Alle Amministrative spariscono i pentastellati

Anche ad Orvieto è stata silurata li lista di Vergaglia che non ha ottenuto la certificazione

 La presentazione delle liste ha solo confermato quello che era nell’aria: ad Orvieto non ci sarà nessuna lista targata Movimento 5 Stelle. Come del resto, il simbolo dei pentastellati non appare in nessuna lista della provincia di Terni.

Ma se nei Comuni più piccoli vince il civismo, nella città della Rupe la situazione assume connotazioni ancora più significative. Fatto sta che la sfida per la fascia tricolore, quindi, vedrà ai blocchi di partenza Giuseppe Germani (Pd, Civica e riformista, Siamo Orvieto), Roberta Tardani (Progetto Orvieto, Lega, Fi, Fdi), Francesco Raimondo Barbarella (Orvieto 19to24, Prima gli Orvietani), Tiziano Rosati (Bella Orvieto) e Matteo Panzetta (Casapound).

L’assenza dei 5 stelle è commentata con amarezza dalla candidata alle passate elezioni nonché consigliere comunali Lucia Vergaglia, letteralmente silurata insieme alla sua squadra dai “piani alti”.

Il problema, come è noto, riguarda la mancata assegnazione alla lista della “certificazione” rilasciata tramite il portale Rousseau necessaria per la presentazione.

“E' quindi un dato di fatto che i nostri oltre sedicimila concittadini aventi diritto al voto si vedranno privati della possibilità di conoscere le nostre persone e valutare la nostra proposta di governo della città: vorrei poter dar loro delle motivazioni ma non ne ho. Per etica e senso del dovere, in costanza del mio ruolo di portavoce me ne sono comunque assunta la responsabilità  politica ed ho già espresso le mie più sentite scuse e di questo me ne sono assunta anche l'incombenza dell'incontro pubblico verso i cittadini, i simpatizzanti, gli attivisti e, naturalmente, i candidati”.

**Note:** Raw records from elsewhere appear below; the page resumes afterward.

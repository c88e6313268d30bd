//! SQLite implementation of the access log repository.

use async_trait::async_trait;
use axes_core::{
    AccessLog, AccessQuery, Error, NewAccessLog, NewAccessRecord,
    error::{StorageError, utilities::DatabaseResultExt},
    repositories::AccessLogRepository,
    validation::validate_access_record,
};
use chrono::{DateTime, Utc};
use sqlx::{QueryBuilder, Sqlite, SqlitePool};

use super::{
    ceil_timestamp, map_insert_err, push_filters, push_order_and_limit, to_datetime,
    to_ip_address,
};

const COLUMNS: &str = "id, user_agent, ip_address, username, trusted, http_accept, path_info, \
                       attempt_time, logout_time";

/// SQLite repository for access logs.
pub struct SqliteAccessLogRepository {
    pool: SqlitePool,
}

impl SqliteAccessLogRepository {
    pub fn new(pool: SqlitePool) -> Self {
        Self { pool }
    }
}

#[derive(Debug, sqlx::FromRow)]
struct SqliteAccessLog {
    id: i64,
    user_agent: String,
    ip_address: Option<String>,
    username: Option<String>,
    trusted: bool,
    http_accept: String,
    path_info: String,
    attempt_time: i64,
    logout_time: Option<i64>,
}

impl TryFrom<SqliteAccessLog> for AccessLog {
    type Error = Error;

    fn try_from(row: SqliteAccessLog) -> Result<Self, Self::Error> {
        let access = NewAccessRecord {
            user_agent: row.user_agent,
            ip_address: to_ip_address(row.ip_address)?,
            username: row.username,
            trusted: row.trusted,
            http_accept: row.http_accept,
            path_info: row.path_info,
        };
        let logout_time = row.logout_time.map(to_datetime).transpose()?;

        Ok(NewAccessLog::new(access).into_log(row.id, to_datetime(row.attempt_time)?, logout_time))
    }
}

#[async_trait]
impl AccessLogRepository for SqliteAccessLogRepository {
    async fn create(&self, log: NewAccessLog) -> Result<AccessLog, Error> {
        validate_access_record(&log.access)?;

        let now = Utc::now().timestamp();

        let row = sqlx::query_as::<_, SqliteAccessLog>(&format!(
            r#"
            INSERT INTO axes_accesslog
                (user_agent, ip_address, username, trusted, http_accept, path_info, attempt_time)
            VALUES (?, ?, ?, ?, ?, ?, ?)
            RETURNING {COLUMNS}
            "#
        ))
        .bind(&log.access.user_agent)
        .bind(log.access.ip_address.map(|ip| ip.to_string()))
        .bind(&log.access.username)
        .bind(log.access.trusted)
        .bind(&log.access.http_accept)
        .bind(&log.access.path_info)
        .bind(now)
        .fetch_one(&self.pool)
        .await
        .map_err(|e| map_insert_err(e, "Failed to record access log"))?;

        row.try_into()
    }

    async fn get(&self, id: i64) -> Result<Option<AccessLog>, Error> {
        let row = sqlx::query_as::<_, SqliteAccessLog>(&format!(
            "SELECT {COLUMNS} FROM axes_accesslog WHERE id = ?"
        ))
        .bind(id)
        .fetch_optional(&self.pool)
        .await
        .map_db_err_with_context("Failed to get access log")?;

        row.map(AccessLog::try_from).transpose()
    }

    async fn list(&self, query: &AccessQuery) -> Result<Vec<AccessLog>, Error> {
        let mut builder: QueryBuilder<'_, Sqlite> =
            QueryBuilder::new(format!("SELECT {COLUMNS} FROM axes_accesslog"));
        push_filters(&mut builder, query);
        push_order_and_limit(&mut builder, query);

        let rows = builder
            .build_query_as::<SqliteAccessLog>()
            .fetch_all(&self.pool)
            .await
            .map_db_err_with_context("Failed to list access logs")?;

        rows.into_iter().map(AccessLog::try_from).collect()
    }

    async fn set_logout_time(
        &self,
        id: i64,
        logout_time: DateTime<Utc>,
    ) -> Result<AccessLog, Error> {
        // Only rows without a logout time match, so concurrent callers cannot
        // overwrite each other.
        let row = sqlx::query_as::<_, SqliteAccessLog>(&format!(
            r#"
            UPDATE axes_accesslog
            SET logout_time = ?
            WHERE id = ? AND logout_time IS NULL
            RETURNING {COLUMNS}
            "#
        ))
        .bind(logout_time.timestamp())
        .bind(id)
        .fetch_optional(&self.pool)
        .await
        .map_db_err_with_context("Failed to set logout time")?;

        match row {
            Some(row) => row.try_into(),
            None => match self.get(id).await? {
                Some(_) => Err(StorageError::Conflict(format!(
                    "logout time already set for access log {id}"
                ))
                .into()),
                None => Err(StorageError::NotFound.into()),
            },
        }
    }

    async fn delete_before(&self, before: DateTime<Utc>) -> Result<u64, Error> {
        let result = sqlx::query("DELETE FROM axes_accesslog WHERE attempt_time < ?")
            .bind(ceil_timestamp(before))
            .execute(&self.pool)
            .await
            .map_db_err_with_context("Failed to clean up access logs")?;

        Ok(result.rows_affected())
    }
}

#[cfg(test)]
mod tests {
    use super::*;
    use crate::repositories::test_support::{access, age_row, setup_test_db};
    use axes_core::{Access, validation::MAX_PATH_INFO_LENGTH};
    use chrono::{Duration, TimeZone};

    #[tokio::test]
    async fn test_create_access_log() {
        let pool = setup_test_db().await;
        let repo = SqliteAccessLogRepository::new(pool);

        let log = repo
            .create(NewAccessLog::new(access("alice", "192.168.1.1")))
            .await
            .expect("Failed to record access log");

        assert!(log.id > 0);
        assert!(log.logout_time.is_none());
        assert_eq!(log.access.username.as_deref(), Some("alice"));
        assert!(log.to_string().starts_with("Access Log for alice @ "));
    }

    #[tokio::test]
    async fn test_set_logout_time_once() {
        let pool = setup_test_db().await;
        let repo = SqliteAccessLogRepository::new(pool);

        let log = repo
            .create(NewAccessLog::new(access("alice", "192.168.1.1")))
            .await
            .unwrap();

        let logout = Utc.with_ymd_and_hms(2030, 6, 1, 12, 0, 0).unwrap();
        let updated = repo.set_logout_time(log.id, logout).await.unwrap();
        assert_eq!(updated.logout_time, Some(logout));
        assert_eq!(updated.attempt_time(), log.attempt_time());

        let err = repo
            .set_logout_time(log.id, logout + Duration::hours(1))
            .await
            .unwrap_err();
        assert!(err.is_conflict());

        let stored = repo.get(log.id).await.unwrap().unwrap();
        assert_eq!(stored.logout_time, Some(logout));
    }

    #[tokio::test]
    async fn test_set_logout_time_unknown_id() {
        let pool = setup_test_db().await;
        let repo = SqliteAccessLogRepository::new(pool);

        let err = repo.set_logout_time(42, Utc::now()).await.unwrap_err();
        assert!(err.is_not_found());
    }

    #[tokio::test]
    async fn test_list_newest_first_with_filters() {
        let pool = setup_test_db().await;
        let repo = SqliteAccessLogRepository::new(pool.clone());

        let old = repo
            .create(NewAccessLog::new(access("alice", "10.0.0.1")))
            .await
            .unwrap();
        let new = repo
            .create(NewAccessLog::new(access("alice", "10.0.0.1")))
            .await
            .unwrap();
        repo.create(NewAccessLog::new(access("bob", "10.0.0.2")))
            .await
            .unwrap();
        age_row(&pool, "axes_accesslog", old.id, 300).await;

        let alice = repo
            .list(&AccessQuery::new().username("alice"))
            .await
            .unwrap();
        let ids: Vec<i64> = alice.iter().map(|l| l.id).collect();
        assert_eq!(ids, vec![new.id, old.id]);

        let recent = repo
            .list(&AccessQuery::new().since(Utc::now() - Duration::minutes(1)))
            .await
            .unwrap();
        assert_eq!(recent.len(), 2);
        assert!(recent.iter().all(|l| l.id != old.id));
    }

    #[tokio::test]
    async fn test_rejects_oversized_path() {
        let pool = setup_test_db().await;
        let repo = SqliteAccessLogRepository::new(pool);

        let mut new = NewAccessLog::new(access("alice", "10.0.0.1"));
        new.access.path_info = "/".repeat(MAX_PATH_INFO_LENGTH + 1);

        let err = repo.create(new).await.unwrap_err();
        assert!(err.is_validation_error());
        assert!(repo.list(&AccessQuery::new()).await.unwrap().is_empty());
    }

    #[tokio::test]
    async fn test_delete_before() {
        let pool = setup_test_db().await;
        let repo = SqliteAccessLogRepository::new(pool.clone());

        let old = repo
            .create(NewAccessLog::new(access("alice", "10.0.0.1")))
            .await
            .unwrap();
        let kept = repo
            .create(NewAccessLog::new(access("alice", "10.0.0.1")))
            .await
            .unwrap();
        age_row(&pool, "axes_accesslog", old.id, 7200).await;

        let deleted = repo
            .delete_before(Utc::now() - Duration::hours(1))
            .await
            .unwrap();
        assert_eq!(deleted, 1);
        assert!(repo.get(old.id).await.unwrap().is_none());
        assert!(repo.get(kept.id).await.unwrap().is_some());
    }

    #[tokio::test]
    async fn test_sub_second_bounds() {
        let pool = setup_test_db().await;
        let repo = SqliteAccessLogRepository::new(pool);

        let log = repo
            .create(NewAccessLog::new(access("alice", "10.0.0.1")))
            .await
            .unwrap();
        let just_after = log.attempt_time() + Duration::milliseconds(500);

        let listed = repo
            .list(&AccessQuery::new().since(just_after))
            .await
            .unwrap();
        assert!(listed.iter().all(|l| l.attempt_time() >= just_after));
        assert!(listed.is_empty());

        let deleted = repo
            .delete_before(log.attempt_time() - Duration::milliseconds(500))
            .await
            .unwrap();
        assert_eq!(deleted, 0);

        assert_eq!(repo.delete_before(just_after).await.unwrap(), 1);
        assert!(repo.get(log.id).await.unwrap().is_none());
    }
}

 L’esperienza del Movimento 5 Stelle della Rupe, quindi, termina qui, nonostante il gruppo capitanato dalla Vergaglia si fosse proposto “per proseguire questa attività e portare avanti un programma in continuità con l'esperienza di questi entusiasmanti cinque anni, con una agenda politica a forte impronta ambientale. Un'agenda scomoda per qualcuno, senza dubbio, e piena di opportunità positive che però necessitavano del nulla osta della certificazione per andare avanti. Attenzione: in base ai sondaggi commissionati dal partito Democratico ad Orvieto sia come lista che come gradimento del candidato non partivamo con scarse chanches di puntare al ballottaggio, anzi la potenzialità c'era. E questo patrimonio politico accumulatosi anche, sottolineo anche e senza falsa modestia di circostanza, grazie alla attività della sottoscritta purtroppo non è stato valorizzato ed andrà disperso”.